Exercise goal: Retype all of the data without changing a single word.

Provided entries section start

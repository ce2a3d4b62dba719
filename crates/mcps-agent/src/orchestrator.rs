//! Conversation loop: model turns interleaved with tool execution

use std::fmt;
use std::time::Instant;

use mcps_client::McpClient;
use mcps_core::{ConversationMessage, ToolCall};
use tracing::{debug, info, warn};

use crate::adapter::ModelAdapter;
use crate::errors::{AgentError, Result};
use crate::types::Usage;

/// Default maximum number of tool rounds per chat
pub const DEFAULT_MAX_TURNS: usize = 10;

/// System prompt asking the model to reason before each tool call
pub const REACT_SYSTEM_PROMPT: &str = "You are a helpful assistant that follows the ReAct pattern.
For each step, you MUST:
1. Think: Reason about what to do next based on the current state
2. Act: Call exactly ONE tool if needed
3. Observe: Process the tool result before deciding next action

Always explain your reasoning before taking an action.
Call only ONE tool at a time, then wait for the result before proceeding.";

/// Options for a conversation
#[derive(Debug, Clone)]
pub struct ChatOptions {
    /// Maximum model-to-tools round trips in one `chat`
    pub max_turns: usize,

    /// Prepended once, at the start of the history
    pub system_prompt: Option<String>,
}

impl ChatOptions {
    pub fn new() -> Self {
        Self::default()
    }

    pub fn with_max_turns(mut self, turns: usize) -> Self {
        self.max_turns = turns;
        self
    }

    pub fn with_system_prompt(mut self, prompt: impl Into<String>) -> Self {
        self.system_prompt = Some(prompt.into());
        self
    }

    pub fn without_system_prompt(mut self) -> Self {
        self.system_prompt = None;
        self
    }
}

impl Default for ChatOptions {
    fn default() -> Self {
        Self {
            max_turns: DEFAULT_MAX_TURNS,
            system_prompt: Some(REACT_SYSTEM_PROMPT.to_string()),
        }
    }
}

/// Where a chat currently is
#[derive(Debug, Clone, Copy, PartialEq, Eq)]
pub enum TurnState {
    AwaitingModel,
    AwaitingTools,
    Done,
    Aborted,
}

impl TurnState {
    pub fn is_terminal(self) -> bool {
        matches!(self, TurnState::Done | TurnState::Aborted)
    }
}

impl fmt::Display for TurnState {
    fn fmt(&self, f: &mut fmt::Formatter<'_>) -> fmt::Result {
        let s = match self {
            TurnState::AwaitingModel => "awaiting_model",
            TurnState::AwaitingTools => "awaiting_tools",
            TurnState::Done => "done",
            TurnState::Aborted => "aborted",
        };
        f.write_str(s)
    }
}

/// Drives one model through tool-calling conversations.
///
/// The history persists across `chat` calls. A chat that fails, or whose
/// future is dropped before completing, leaves no trace in it.
pub struct ConversationOrchestrator<A: ModelAdapter> {
    adapter: A,
    options: ChatOptions,
    history: Vec<ConversationMessage>,
    usage: Usage,
    state: Option<TurnState>,
    // History length before the chat in flight, if any
    checkpoint: Option<usize>,
}

impl<A: ModelAdapter> ConversationOrchestrator<A> {
    pub fn new(adapter: A) -> Self {
        Self {
            adapter,
            options: ChatOptions::default(),
            history: Vec::new(),
            usage: Usage::default(),
            state: None,
            checkpoint: None,
        }
    }

    pub fn with_options(mut self, options: ChatOptions) -> Self {
        self.options = options;
        self
    }

    pub fn adapter(&self) -> &A {
        &self.adapter
    }

    pub fn options(&self) -> &ChatOptions {
        &self.options
    }

    pub fn history(&self) -> &[ConversationMessage] {
        &self.history
    }

    pub fn clear_history(&mut self) {
        self.history.clear();
        self.checkpoint = None;
    }

    /// Token usage across every chat so far
    pub fn usage(&self) -> Usage {
        self.usage
    }

    /// State the last chat ended in (or is in)
    pub fn state(&self) -> Option<TurnState> {
        self.state
    }

    /// Send `input` and run tool rounds until the model answers in text.
    ///
    /// Fails only on model errors or when the model still wants tools after
    /// `max_turns` rounds; tool failures are fed back to the model instead.
    pub async fn chat(&mut self, client: &McpClient, input: &str) -> Result<String> {
        if let Some(checkpoint) = self.checkpoint.take() {
            debug!("Discarding {} message(s) from an interrupted chat", self.history.len() - checkpoint);
            self.history.truncate(checkpoint);
        }

        let started = Instant::now();
        info!("[START] chat ({} / {})", self.adapter.name(), self.adapter.model());

        self.checkpoint = Some(self.history.len());
        let outcome = self.run_turns(client, input).await;
        if let Some(checkpoint) = self.checkpoint.take() {
            // An aborted chat still leaves a well-formed history: every
            // recorded tool call already has its result.
            if matches!(&outcome, Err(e) if !matches!(e, AgentError::MaxTurnsExceeded(_))) {
                self.history.truncate(checkpoint);
            }
        }

        let elapsed = started.elapsed().as_secs_f64() * 1000.0;
        match &outcome {
            Ok(_) => info!("[END] chat ({:.3}ms)", elapsed),
            Err(e) => warn!("[END] chat failed: {} ({:.3}ms)", e, elapsed),
        }
        outcome
    }

    async fn run_turns(&mut self, client: &McpClient, input: &str) -> Result<String> {
        if self.history.is_empty() {
            if let Some(prompt) = &self.options.system_prompt {
                self.history.push(ConversationMessage::system(prompt.clone()));
            }
        }
        self.history.push(ConversationMessage::user(input));

        let schema = self.adapter.build_tool_schema(client.all_tools());
        let mut pending: Vec<ToolCall> = Vec::new();
        let mut rounds = 0;
        let mut call_number = 0;
        let mut answer = String::new();
        let mut state = TurnState::AwaitingModel;

        while !state.is_terminal() {
            self.state = Some(state);
            state = match state {
                TurnState::AwaitingModel => {
                    let response = self.adapter.send(&self.history, &schema).await?;
                    self.usage.add(&self.adapter.usage(&response));

                    let calls = self.adapter.extract_tool_calls(&response);
                    let text = self.adapter.final_text(&response);

                    if calls.is_empty() {
                        self.history.push(ConversationMessage::assistant(text.clone()));
                        answer = text;
                        TurnState::Done
                    } else if rounds >= self.options.max_turns {
                        warn!("Max turns ({}) exceeded", self.options.max_turns);
                        TurnState::Aborted
                    } else {
                        if !text.is_empty() {
                            info!("[Thought {}] {}", call_number + 1, text);
                        }
                        self.history
                            .push(ConversationMessage::assistant_with_calls(text, calls.clone()));
                        pending = calls;
                        TurnState::AwaitingTools
                    }
                }
                TurnState::AwaitingTools => {
                    rounds += 1;
                    debug!("Round {}: executing {} tool call(s)", rounds, pending.len());
                    for call in pending.drain(..) {
                        call_number += 1;
                        info!("[Action {}] {}({})", call_number, call.name, call.arguments);
                        let result = client.call_tool(&call.name, call.arguments.clone()).await;
                        info!("[Observation {}] {}", call_number, result.to_model_text());
                        self.history
                            .push(ConversationMessage::tool_result(&call, &result));
                    }
                    TurnState::AwaitingModel
                }
                TurnState::Done | TurnState::Aborted => state,
            };
        }
        self.state = Some(state);

        match state {
            TurnState::Aborted => Err(AgentError::MaxTurnsExceeded(self.options.max_turns)),
            _ => Ok(answer),
        }
    }
}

Provided entries section end

Response box:
repository ce2a3d4b62dba719
filename crates/mcps-agent/src/orchestrator.rs
//! Conversation loop: model turns interleaved with tool execution

use std::fmt;
use std::time::Instant;

use mcps_client::McpClient;
use mcps_core::{ConversationMessage, ToolCall};
use tracing::{debug, info, warn};

use crate::adapter::ModelAdapter;
use crate::errors::{AgentError, Result};
use crate::types::Usage;

/// Default maximum number of tool rounds per chat
pub const DEFAULT_MAX_TURNS: usize = 10;

/// System prompt asking the model to reason before each tool call
pub const REACT_SYSTEM_PROMPT: &str = "You are a helpful assistant that follows the ReAct pattern.
For each step, you MUST:
1. Think: Reason about what to do next based on the current state
2. Act: Call exactly ONE tool if needed
3. Observe: Process the tool result before deciding next action

Always explain your reasoning before taking an action.
Call only ONE tool at a time, then wait for the result before proceeding.";

/// Options for a conversation
#[derive(Debug, Clone)]
pub struct ChatOptions {
    /// Maximum model-to-tools round trips in one `chat`
    pub max_turns: usize,

    /// Prepended once, at the start of the history
    pub system_prompt: Option<String>,
}

impl ChatOptions {
    pub fn new() -> Self {
        Self::default()
    }

    pub fn with_max_turns(mut self, turns: usize) -> Self {
        self.max_turns = turns;
        self
    }

    pub fn with_system_prompt(mut self, prompt: impl Into<String>) -> Self {
        self.system_prompt = Some(prompt.into());
        self
    }

    pub fn without_system_prompt(mut self) -> Self {
        self.system_prompt = None;
        self
    }
}

impl Default for ChatOptions {
    fn default() -> Self {
        Self {
            max_turns: DEFAULT_MAX_TURNS,
            system_prompt: Some(REACT_SYSTEM_PROMPT.to_string()),
        }
    }
}

/// Where a chat currently is
#[derive(Debug, Clone, Copy, PartialEq, Eq)]
pub enum TurnState {
    AwaitingModel,
    AwaitingTools,
    Done,
    Aborted,
}

impl TurnState {
    pub fn is_terminal(self) -> bool {
        matches!(self, TurnState::Done | TurnState::Aborted)
    }
}

impl fmt::Display for TurnState {
    fn fmt(&self, f: &mut fmt::Formatter<'_>) -> fmt::Result {
        let s = match self {
            TurnState::AwaitingModel => "awaiting_model",
            TurnState::AwaitingTools => "awaiting_tools",
            TurnState::Done => "done",
            TurnState::Aborted => "aborted",
        };
        f.write_str(s)
    }
}

/// Drives one model through tool-calling conversations.
///
/// The history persists across `chat` calls. A chat that fails, or whose
/// future is dropped before completing, leaves no trace in it.
pub struct ConversationOrchestrator<A: ModelAdapter> {
    adapter: A,
    options: ChatOptions,
    history: Vec<ConversationMessage>,
    usage: Usage,
    state: Option<TurnState>,
    // History length before the chat in flight, if any
    checkpoint: Option<usize>,
}

impl<A: ModelAdapter> ConversationOrchestrator<A> {
    pub fn new(adapter: A) -> Self {
        Self {
            adapter,
            options: ChatOptions::default(),
            history: Vec::new(),
            usage: Usage::default(),
            state: None,
            checkpoint: None,
        }
    }

    pub fn with_options(mut self, options: ChatOptions) -> Self {
        self.options = options;
        self
    }

    pub fn adapter(&self) -> &A {
        &self.adapter
    }

    pub fn options(&self) -> &ChatOptions {
        &self.options
    }

    pub fn history(&self) -> &[ConversationMessage] {
        &self.history
    }

    pub fn clear_history(&mut self) {
        self.history.clear();
        self.checkpoint = None;
    }

    /// Token usage across every chat so far
    pub fn usage(&self) -> Usage {
        self.usage
    }

    /// State the last chat ended in (or is in)
    pub fn state(&self) -> Option<TurnState> {
        self.state
    }

    /// Send `input` and run tool rounds until the model answers in text.
    ///
    /// Fails only on model errors or when the model still wants tools after
    /// `max_turns` rounds; tool failures are fed back to the model instead.
    pub async fn chat(&mut self, client: &McpClient, input: &str) -> Result<String> {
        if let Some(checkpoint) = self.checkpoint.take() {
            debug!("Discarding {} message(s) from an interrupted chat", self.history.len() - checkpoint);
            self.history.truncate(checkpoint);
        }

        let started = Instant::now();
        info!("[START] chat ({} / {})", self.adapter.name(), self.adapter.model());

        self.checkpoint = Some(self.history.len());
        let outcome = self.run_turns(client, input).await;
        if let Some(checkpoint) = self.checkpoint.take() {
            // An aborted chat still leaves a well-formed history: every
            // recorded tool call already has its result.
            if matches!(&outcome, Err(e) if !matches!(e, AgentError::MaxTurnsExceeded(_))) {
                self.history.truncate(checkpoint);
            }
        }

        let elapsed = started.elapsed().as_secs_f64() * 1000.0;
        match &outcome {
            Ok(_) => info!("[END] chat ({:.3}ms)", elapsed),
            Err(e) => warn!("[END] chat failed: {} ({:.3}ms)", e, elapsed),
        }
        outcome
    }

    async fn run_turns(&mut self, client: &McpClient, input: &str) -> Result<String> {
        if self.history.is_empty() {
            if let Some(prompt) = &self.options.system_prompt {
                self.history.push(ConversationMessage::system(prompt.clone()));
            }
        }
        self.history.push(ConversationMessage::user(input));

        let schema = self.adapter.build_tool_schema(client.all_tools());
        let mut pending: Vec<ToolCall> = Vec::new();
        let mut rounds = 0;
        let mut call_number = 0;
        let mut answer = String::new();
        let mut state = TurnState::AwaitingModel;

        while !state.is_terminal() {
            self.state = Some(state);
            state = match state {
                TurnState::AwaitingModel => {
                    let response = self.adapter.send(&self.history, &schema).await?;
                    self.usage.add(&self.adapter.usage(&response));

                    let calls = self.adapter.extract_tool_calls(&response);
                    let text = self.adapter.final_text(&response);

                    if calls.is_empty() {
                        self.history.push(ConversationMessage::assistant(text.clone()));
                        answer = text;
                        TurnState::Done
                    } else if rounds >= self.options.max_turns {
                        warn!("Max turns ({}) exceeded", self.options.max_turns);
                        TurnState::Aborted
                    } else {
                        if !text.is_empty() {
                            info!("[Thought {}] {}", call_number + 1, text);
                        }
                        self.history
                            .push(ConversationMessage::assistant_with_calls(text, calls.clone()));
                        pending = calls;
                        TurnState::AwaitingTools
                    }
                }
                TurnState::AwaitingTools => {
                    rounds += 1;
                    debug!("Round {}: executing {} tool call(s)", rounds, pending.len());
                    for call in pending.drain(..) {
                        call_number += 1;
                        info!("[Action {}] {}({})", call_number, call.name, call.arguments);
                        let result = client.call_tool(&call.name, call.arguments.clone()).await;
                        info!("[Observation {}] {}", call_number, result.to_model_text());
                        self.history
                            .push(ConversationMessage::tool_result(&call, &result));
                    }
                    TurnState::AwaitingModel
                }
                TurnState::Done | TurnState::Aborted => state,
            };
        }
        self.state = Some(state);

        match state {
            TurnState::Aborted => Err(AgentError::MaxTurnsExceeded(self.options.max_turns)),
            _ => Ok(answer),
        }
    }
}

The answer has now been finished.